The exhibition illustrates the struggles and achievements of African Americans, while challenging dominant historical perspectives with powerful work—work that is sometimes tough and raw but squarely focused on narratives of ethnic identity, institutional racism, gender, and beauty.
The exhibition includes work from prominent African American artists including Kehinde Wiley, chosen to paint the official portrait of President Barack Obama, and 92-year-old Betye Saar, a founding member of the Black Arts Movement in the 1970s.
This exhibit also includes art by:
- Kerry James Marshall, winner of the MacArthur Award
- Alison Saar, winner of a Guggenheim Fellowship and a U.S. Artists Fellowship
- Rashid Johnson, the first African American artist to be a trustee at the Guggenheim Museum in NYC (and included in the 2015 Venice Biennale)
- Trenton Doyle Hancock, winner of the 2013 Greenfield Prize
- Mickalene Thomas, whose work is included in New York’s Museum of Modern Art (MOMA), the Whitney, and the Guggenheim museums
- Hank Willis Thomas, the first recipient of the Aperture West Book Prize for his book Pitch Blackness
- McArthur Binion, who was included in the 2017 Venice Biennale
- Sanford Biggers, 2010 Greenfield Prize winner
- Rodney McMillian, whose solo exhibition, Against a Civic Death, opened at The Austin Contemporary in 2018
- Paul Mpagi Sepuya, included in Being: New Photography 2018 at MOMA.

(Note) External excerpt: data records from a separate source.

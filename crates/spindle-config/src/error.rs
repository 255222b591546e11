//! Error types for configuration and file loading.

use std::path::PathBuf;

use spindle_registry::RegistryError;
use thiserror::Error;

/// Errors that can occur while loading or saving project files.
#[derive(Debug, Error)]
pub enum ConfigError {
    /// Failed to read a file
    #[error("failed to read file '{path}': {source}")]
    ReadFile {
        /// Path of the file that could not be read.
        path: PathBuf,
        /// Underlying I/O error.
        #[source]
        source: std::io::Error,
    },

    /// Failed to write a file
    #[error("failed to write file '{path}': {source}")]
    WriteFile {
        /// Path of the file that could not be written.
        path: PathBuf,
        /// Underlying I/O error.
        #[source]
        source: std::io::Error,
    },

    /// Failed to list a directory
    #[error("failed to read directory '{path}': {source}")]
    ReadDir {
        /// Directory that could not be listed.
        path: PathBuf,
        /// Underlying I/O error.
        #[source]
        source: std::io::Error,
    },

    /// Failed to create directory
    #[error("failed to create directory '{path}': {source}")]
    CreateDir {
        /// Path of the directory that could not be created.
        path: PathBuf,
        /// Underlying I/O error.
        #[source]
        source: std::io::Error,
    },

    /// Failed to parse TOML
    #[error("failed to parse TOML: {0}")]
    TomlParse(#[from] toml::de::Error),

    /// Failed to serialize TOML
    #[error("failed to serialize TOML: {0}")]
    TomlSerialize(#[from] toml::ser::Error),

    /// Graph document is not valid JSON for the graph model
    #[error("failed to parse graph '{path}': {source}")]
    GraphParse {
        /// Graph file.
        path: PathBuf,
        /// JSON error, with line and column.
        #[source]
        source: serde_json::Error,
    },

    /// Template file rejected by the registry
    #[error("template '{path}' rejected: {source}")]
    Template {
        /// Template file.
        path: PathBuf,
        /// Parse failure or type id collision.
        #[source]
        source: RegistryError,
    },
}

impl ConfigError {
    /// Create a read file error.
    pub fn read_file(path: impl Into<PathBuf>, source: std::io::Error) -> Self {
        ConfigError::ReadFile {
            path: path.into(),
            source,
        }
    }

    /// Create a write file error.
    pub fn write_file(path: impl Into<PathBuf>, source: std::io::Error) -> Self {
        ConfigError::WriteFile {
            path: path.into(),
            source,
        }
    }

    /// Create a read directory error.
    pub fn read_dir(path: impl Into<PathBuf>, source: std::io::Error) -> Self {
        ConfigError::ReadDir {
            path: path.into(),
            source,
        }
    }

    /// Create a create directory error.
    pub fn create_dir(path: impl Into<PathBuf>, source: std::io::Error) -> Self {
        ConfigError::CreateDir {
            path: path.into(),
            source,
        }
    }
}
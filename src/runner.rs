//! Wires a parsed trace and a resolved configuration through a
//! [`MemorySystem`], mirroring the host crate's own trace-driven run mode.

use std::path::Path;

use crate::config::SimConfig;
use crate::error::SimResult;
use crate::memsys::MemorySystem;
use crate::trace;

/// Runs every reference in `trace_path` through a fresh [`MemorySystem`]
/// built from `config`, in order, and returns the populated system for the
/// caller to report on. When `verbose` is set, logs each reference as it's
/// dispatched.
pub fn run(config: &SimConfig, trace_path: &Path, verbose: bool) -> SimResult<MemorySystem> {
    let operations = trace::fetch_operations(trace_path)?;
    let mut sys = MemorySystem::make(config);

    for entry in &operations {
        if verbose {
            eprintln!(
                "[VERBOSE] core={} kind={:?} addr=0x{:x}",
                entry.core_id, entry.kind, entry.address
            );
        }
        sys.access(entry.kind, entry.address, entry.core_id);
    }

    Ok(sys)
}

/// Same as [`run`], but also returns the overall average delay across every
/// reference, for tooling that wants a single scalar (e.g. the evaluation
/// binaries).
pub fn run_amat(config: &SimConfig, trace_path: &Path) -> SimResult<(MemorySystem, f64)> {
    let sys = run(config, trace_path, false)?;
    let total_access = sys.stat_ifetch_access + sys.stat_load_access + sys.stat_store_access;
    let total_delay = sys.stat_ifetch_delay + sys.stat_load_delay + sys.stat_store_delay;
    let amat = if total_access == 0 {
        0.0
    } else {
        total_delay as f64 / total_access as f64
    };
    Ok((sys, amat))
}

The 10,000 square foot studio at 22 London Road houses the work and collection of artist Randy Shull, and is used as an exhibition space for curated contemporary art events. It mounted the successful ¡Viva!, exhibition in 2017 of Latin American contemporary art from the Fischer/Shull collection, which explored important contemporary issues in Latin America through sculpture, painting, photography and video and traveled to the Projective Eye Gallery at the University of North Carolina, Charlotte, NC.
Previously it presented an international video exhibit, Love, Devotion and Surrender, in May 2016, organized by Randy Shull & David Raymond, which included work from prominent contemporary video artists including Bill Viola and Tony Oursler.
The public is invited to the opening reception on Saturday, September 29, 2018 from 6-10 p.m. at 22 London Rd. in S. Asheville. The exhibition will be open to the public by appointment until October 28, 2018.